In response to the latest district council press release Councillor Ian Hudspeth, the Leader of Oxfordshire County Council said:

“We will know that the district councils are serious about partnership working when they talk to us before issuing press releases telling us what we should be doing.

"What we proposed from the start was a proper independent study treating all options equally with proper involvement from all partners, this was ignored by the Districts who have commissioned a study designed to give them the answer they seek. They have said they have amended the study and asked us to join, yet we still have not seen those changes. What they seem to be trying to do is repair a deeply flawed tender, which we have no confidence can be achieved. We have no alternative but to do our own study and invite key stakeholders to participate.

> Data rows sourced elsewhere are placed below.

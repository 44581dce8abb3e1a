//! Debounced node-state monitoring.
//!
//! Raw RPC polling is noisy: timeouts and transient network blips
//! would fire a false alert on every hiccup. Every monitored aspect
//! therefore runs through a `StableStateMonitor`, which only reports a
//! transition after N consecutive identical observations.
//! `NodeHealthTracker` owns the per-node monitors and formats
//! notifications; `MonitoringLoop` drives one node group at a fixed
//! tick and never dies on a tick failure.

pub mod error;
pub mod health;
pub mod monitoring;
pub mod stable_state;

pub use error::{MonitorError, MonitorResult};
pub use health::{HealthEvent, NodeHealthTracker, TrackerConfig};
pub use monitoring::{MonitoredNode, MonitoringLoop};
pub use stable_state::StableStateMonitor;
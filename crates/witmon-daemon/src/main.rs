//! witmon - witness node monitoring and feed publication daemon.

use anyhow::Result;
use clap::Parser;
use tracing::info;

/// Witness node monitoring and price-feed publication daemon
#[derive(Parser, Debug)]
#[command(version, about, long_about = None)]
struct Args {
    /// Configuration file path (can also be set via WITMON_CONFIG env var)
    #[arg(short, long)]
    config: Option<String>,
}

#[tokio::main]
async fn main() -> Result<()> {
    let args = Args::parse();

    witmon_telemetry::init_logging()?;

    info!("Starting witmon v{}", env!("CARGO_PKG_VERSION"));

    // Config path: CLI arg > WITMON_CONFIG env var > default
    let config_path = args
        .config
        .or_else(|| std::env::var("WITMON_CONFIG").ok())
        .unwrap_or_else(|| "config/default.toml".to_string());

    info!(config_path = %config_path, "Loading configuration");

    let config = witmon_daemon::AppConfig::from_file(&config_path)?;
    info!(
        nodes = config.nodes.len(),
        feeds = config.feeds.is_some(),
        "Configuration loaded"
    );

    let app = witmon_daemon::Application::new(config)?;
    app.run().await?;

    Ok(())
}
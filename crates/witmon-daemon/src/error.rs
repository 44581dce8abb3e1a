//! Application error types.

use thiserror::Error;

#[derive(Debug, Error)]
pub enum AppError {
    #[error("Configuration error: {0}")]
    Config(String),

    #[error("Feed error: {0}")]
    Feed(#[from] witmon_feed::FeedError),

    #[error("RPC error: {0}")]
    Rpc(#[from] witmon_rpc::RpcError),

    #[error("Telemetry error: {0}")]
    Telemetry(#[from] witmon_telemetry::TelemetryError),

    #[error("IO error: {0}")]
    Io(#[from] std::io::Error),
}

pub type AppResult<T> = Result<T, AppError>;
//! Feed error types.

use thiserror::Error;

#[derive(Debug, Error)]
pub enum FeedError {
    #[error("Provider error: {0}")]
    Provider(String),

    #[error("Provider {provider} timed out after {seconds}s")]
    Timeout { provider: String, seconds: u64 },

    #[error("Market {pair} not available on provider {provider}")]
    MarketNotAvailable { provider: String, pair: String },

    #[error("No data: {0}")]
    NoData(String),

    #[error("HTTP error: {0}")]
    Http(String),

    #[error(transparent)]
    Core(#[from] witmon_core::CoreError),

    #[error(transparent)]
    Rpc(#[from] witmon_rpc::RpcError),

    #[error("JSON error: {0}")]
    Json(#[from] serde_json::Error),
}

pub type FeedResult<T> = Result<T, FeedError>;
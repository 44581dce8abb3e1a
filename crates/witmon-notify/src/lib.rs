//! Best-effort notification dispatch.
//!
//! Monitoring transitions produce human-readable messages with a
//! severity; delivery channels (mail, push, webhook) implement the
//! `Notifier` capability. Dispatch is fire-and-forget from the core's
//! perspective: a failing channel is logged and never propagates into
//! the monitoring loop.

pub mod error;
pub mod hub;
pub mod notifier;

pub use error::{NotifyError, NotifyResult};
pub use hub::NotificationHub;
pub use notifier::{BoxFuture, LogNotifier, Notifier};
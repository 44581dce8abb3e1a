//! FeedProvider capability trait.
//!
//! A provider is any external quote source that can serve a declared
//! set of markets. Providers are registered explicitly at startup;
//! there is no runtime discovery.

use crate::error::FeedResult;
use std::pin::Pin;
use witmon_core::{AssetPair, FeedPrice};

/// Boxed future for dyn-compatible async trait methods.
pub type BoxFuture<'a, T> = Pin<Box<dyn std::future::Future<Output = T> + Send + 'a>>;

/// External quote source for a declared set of markets.
///
/// `fetch` receives the *provider-local* asset ticker (after
/// `remap_asset`) and the canonical base; the poller normalizes the
/// returned quote back onto the canonical pair, so implementations
/// don't need to translate back.
pub trait FeedProvider: Send + Sync {
    /// Provider name used in registry, health table, and quotes.
    fn name(&self) -> &str;

    /// Markets this provider can serve, in canonical symbols.
    fn available_markets(&self) -> &[AssetPair];

    /// Translate a canonical asset symbol to this provider's ticker
    /// (e.g. GOLD -> XAU). Identity by default.
    fn remap_asset(&self, asset: &str) -> String {
        asset.to_string()
    }

    /// Fetch one quote. Fails on provider/transport errors; the poller
    /// adds timeout, retry, and health recording around this.
    fn fetch<'a>(&'a self, asset: &'a str, base: &'a str) -> BoxFuture<'a, FeedResult<FeedPrice>>;
}
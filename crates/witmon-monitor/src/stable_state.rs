//! Sliding-window state debouncer.
//!
//! Converts a stream of discrete observations into a "stable state"
//! once `n` consecutive identical observations occur, and reports each
//! transition edge exactly once. A single transient outlier inside a
//! stable run never surfaces; only `n` consecutive new values can
//! establish a new stable state.

use std::collections::VecDeque;

/// Debouncer over discrete observations.
///
/// Holds the last `n + 1` pushed observations and the last stable
/// state that was ever established. The stable state only moves when
/// the most recent `n` samples agree on a value; while the window is
/// mixed, the previously established state is retained. `just_changed`
/// compares against the *recorded* stable state, not the raw window,
/// so a long run of mixed windows cannot re-fire the same transition.
#[derive(Debug, Clone)]
pub struct StableStateMonitor<T> {
    window: usize,
    samples: VecDeque<T>,
    recorded: Option<T>,
    changed: bool,
}

impl<T: Clone + PartialEq> StableStateMonitor<T> {
    /// Create with the given debounce window (minimum 1).
    pub fn new(window: usize) -> Self {
        let window = window.max(1);
        Self {
            window,
            samples: VecDeque::with_capacity(window + 1),
            recorded: None,
            changed: false,
        }
    }

    /// Record one observation, evicting the oldest beyond `n + 1`.
    pub fn push(&mut self, observation: T) {
        self.samples.push_back(observation);
        while self.samples.len() > self.window + 1 {
            self.samples.pop_front();
        }

        let current = self.window_consensus();
        self.changed = match (&current, &self.recorded) {
            (Some(now), Some(before)) => now != before,
            // A mixed window and the very first established state are
            // never transitions.
            _ => false,
        };
        if current.is_some() {
            self.recorded = current;
        }
    }

    /// The debounced, authoritative value. `None` until `n` identical
    /// observations have ever been seen; afterwards, the last
    /// established value (a transient outlier does not unset it).
    pub fn stable_state(&self) -> Option<&T> {
        self.recorded.as_ref()
    }

    /// True exactly once per transition between two established stable
    /// states, on the push that completed the new run.
    pub fn just_changed(&self) -> bool {
        self.changed
    }

    /// The repeated value of the last `n` samples, if they agree.
    fn window_consensus(&self) -> Option<T> {
        if self.samples.len() < self.window {
            return None;
        }
        let mut recent = self.samples.iter().rev().take(self.window);
        let last = recent.next()?;
        if recent.all(|s| s == last) {
            Some(last.clone())
        } else {
            None
        }
    }
}

#[cfg(test)]
mod tests {
    use super::*;

    #[derive(Debug, Clone, Copy, PartialEq, Eq)]
    enum Conn {
        Online,
        Offline,
    }

    #[test]
    fn fewer_than_n_samples_is_undefined() {
        let mut monitor = StableStateMonitor::new(3);
        monitor.push(Conn::Online);
        assert_eq!(monitor.stable_state(), None);
        assert!(!monitor.just_changed());
        monitor.push(Conn::Online);
        assert_eq!(monitor.stable_state(), None);
        assert!(!monitor.just_changed());
    }

    #[test]
    fn n_identical_samples_establish_the_state_without_a_transition() {
        let mut monitor = StableStateMonitor::new(3);
        for _ in 0..3 {
            monitor.push(Conn::Online);
        }
        assert_eq!(monitor.stable_state(), Some(&Conn::Online));
        // First established state is not a change.
        assert!(!monitor.just_changed());
    }

    #[test]
    fn transient_outlier_never_reports_a_transition() {
        // online x3, offline, online x3: the lone offline never reaches
        // 3 consecutive occurrences, so the stable state stays online
        // and no transition is ever reported.
        let sequence = [
            Conn::Online,
            Conn::Online,
            Conn::Online,
            Conn::Offline,
            Conn::Online,
            Conn::Online,
            Conn::Online,
        ];
        let expected_stable = [
            None,
            None,
            Some(Conn::Online),
            Some(Conn::Online),
            Some(Conn::Online),
            Some(Conn::Online),
            Some(Conn::Online),
        ];

        let mut monitor = StableStateMonitor::new(3);
        for (obs, expected) in sequence.into_iter().zip(expected_stable) {
            monitor.push(obs);
            assert_eq!(monitor.stable_state().copied(), expected);
            assert!(!monitor.just_changed());
        }
    }

    #[test]
    fn full_run_of_new_value_is_a_single_transition() {
        let mut monitor = StableStateMonitor::new(3);
        for _ in 0..3 {
            monitor.push(Conn::Online);
        }
        monitor.push(Conn::Offline);
        assert!(!monitor.just_changed());
        monitor.push(Conn::Offline);
        assert!(!monitor.just_changed());

        // 6th push completes 3 consecutive offline.
        monitor.push(Conn::Offline);
        assert_eq!(monitor.stable_state(), Some(&Conn::Offline));
        assert!(monitor.just_changed());

        // 7th push of the same value is not a change.
        monitor.push(Conn::Offline);
        assert!(!monitor.just_changed());
    }

    #[test]
    fn mixed_window_gap_does_not_refire_the_same_transition() {
        let mut monitor = StableStateMonitor::new(2);
        monitor.push(Conn::Online);
        monitor.push(Conn::Online);
        assert_eq!(monitor.stable_state(), Some(&Conn::Online));

        // Alternate so the window never agrees.
        monitor.push(Conn::Offline);
        assert!(!monitor.just_changed());
        monitor.push(Conn::Online);
        assert!(!monitor.just_changed());

        // Re-establishing the same old value is not a transition.
        monitor.push(Conn::Online);
        assert_eq!(monitor.stable_state(), Some(&Conn::Online));
        assert!(!monitor.just_changed());
    }

    #[test]
    fn window_of_one_tracks_every_flip() {
        let mut monitor = StableStateMonitor::new(1);
        monitor.push(Conn::Online);
        assert!(!monitor.just_changed());
        monitor.push(Conn::Offline);
        assert!(monitor.just_changed());
        monitor.push(Conn::Offline);
        assert!(!monitor.just_changed());
        monitor.push(Conn::Online);
        assert!(monitor.just_changed());
    }
}
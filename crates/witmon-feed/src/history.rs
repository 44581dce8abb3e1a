//! Bounded per-asset price history.
//!
//! Publication uses the median of this window, not the latest tick, so
//! a single noisy cycle from a volatile source cannot land on-chain.
//! Capacity is fixed at construction (median_time_span / check_interval
//! in the controller); appending at capacity drops the oldest value.

use parking_lot::Mutex;
use rust_decimal::Decimal;
use std::collections::{HashMap, VecDeque};

/// Bounded sliding window of aggregated prices, one series per asset.
pub struct PriceHistory {
    capacity: usize,
    series: Mutex<HashMap<String, VecDeque<Decimal>>>,
}

impl PriceHistory {
    /// Create with a fixed per-asset capacity (at least 1).
    pub fn new(capacity: usize) -> Self {
        Self {
            capacity: capacity.max(1),
            series: Mutex::new(HashMap::new()),
        }
    }

    /// Append a value at the tail, dropping the oldest at capacity.
    pub fn append(&self, asset: &str, price: Decimal) {
        let mut series = self.series.lock();
        let window = series.entry(asset.to_string()).or_default();
        window.push_back(price);
        while window.len() > self.capacity {
            window.pop_front();
        }
    }

    /// Median of the asset's window. Even-length windows take the mean
    /// of the two middle values. `None` when no value was ever seen.
    pub fn median(&self, asset: &str) -> Option<Decimal> {
        let series = self.series.lock();
        let window = series.get(asset)?;
        if window.is_empty() {
            return None;
        }
        let mut sorted: Vec<Decimal> = window.iter().copied().collect();
        sorted.sort();
        let mid = sorted.len() / 2;
        if sorted.len() % 2 == 1 {
            Some(sorted[mid])
        } else {
            Some((sorted[mid - 1] + sorted[mid]) / Decimal::TWO)
        }
    }

    /// Number of samples currently held for the asset.
    pub fn len(&self, asset: &str) -> usize {
        self.series.lock().get(asset).map_or(0, VecDeque::len)
    }

    pub fn is_empty(&self, asset: &str) -> bool {
        self.len(asset) == 0
    }
}
//! Notifier capability trait.

use crate::error::NotifyResult;
use std::pin::Pin;
use tracing::{info, warn};

/// Boxed future for dyn-compatible async trait methods.
pub type BoxFuture<'a, T> = Pin<Box<dyn std::future::Future<Output = T> + Send + 'a>>;

/// A delivery channel for monitoring notifications.
pub trait Notifier: Send + Sync {
    /// Channel name for logging.
    fn name(&self) -> &str;

    /// Deliver `message` to `recipients`. `alert` marks negative
    /// transitions (offline, missed block); false means informational.
    fn send<'a>(
        &'a self,
        recipients: &'a [String],
        message: &'a str,
        alert: bool,
    ) -> BoxFuture<'a, NotifyResult<()>>;
}

/// Channel that only writes through the log. Always configured as a
/// fallback so transitions remain visible with no other channel set up.
#[derive(Debug, Default)]
pub struct LogNotifier;

impl Notifier for LogNotifier {
    fn name(&self) -> &str {
        "log"
    }

    fn send<'a>(
        &'a self,
        _recipients: &'a [String],
        message: &'a str,
        alert: bool,
    ) -> BoxFuture<'a, NotifyResult<()>> {
        Box::pin(async move {
            if alert {
                warn!(target: "witmon::notify", "{message}");
            } else {
                info!(target: "witmon::notify", "{message}");
            }
            Ok(())
        })
    }
}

“Yesterday the county council published an invitation to tender for an independent study that would look at all the options for local government reform. We would be happy to pause this process and talk to the districts about a joint, independently commissioned study. But until they are actually prepared to talk to us rather than issue media statements, we are continuing to proceed.”

Notes to Editors

  • Request For Quotation - Independent Review of Local Government Structures in Oxfordshire CPU 1742.  Closing date for return of RFQ - noon 14th April 2016. 
  • The earlier version of the district council tendering document that they now claim they have changed but have yet to share the proof of this with the county council, read as follows: 2.17 For the avoidance of doubt, neither of the comparator options will gain District approval because they create Unitaries outside the City that would cover a very diverse range of localities and interests which cannot be easily reflected. Larger scale organisations inevitably produce diseconomies from poor internal communication chains and tensions between local delivery and central control. In addition, the County is currently struggling to manage its budget and drive effective transformation of its services. We do not believe this would change under a County-wide unitary model.
  • Oxfordshire County Council believes an independent study should focus on the following areas, with each criteria scored separately to show the relative strengths and weaknesses of different models:
    • Improving local service delivery and outcomes, particularly for the most vulnerable
    • Delivering significant cost savings, value for money and financial sustainability
    • Providing stronger and more accountable strategic and local leadership
    • Driving economic growth and meet the infrastructure challenge
    • Engaging with communities and empowering local areas.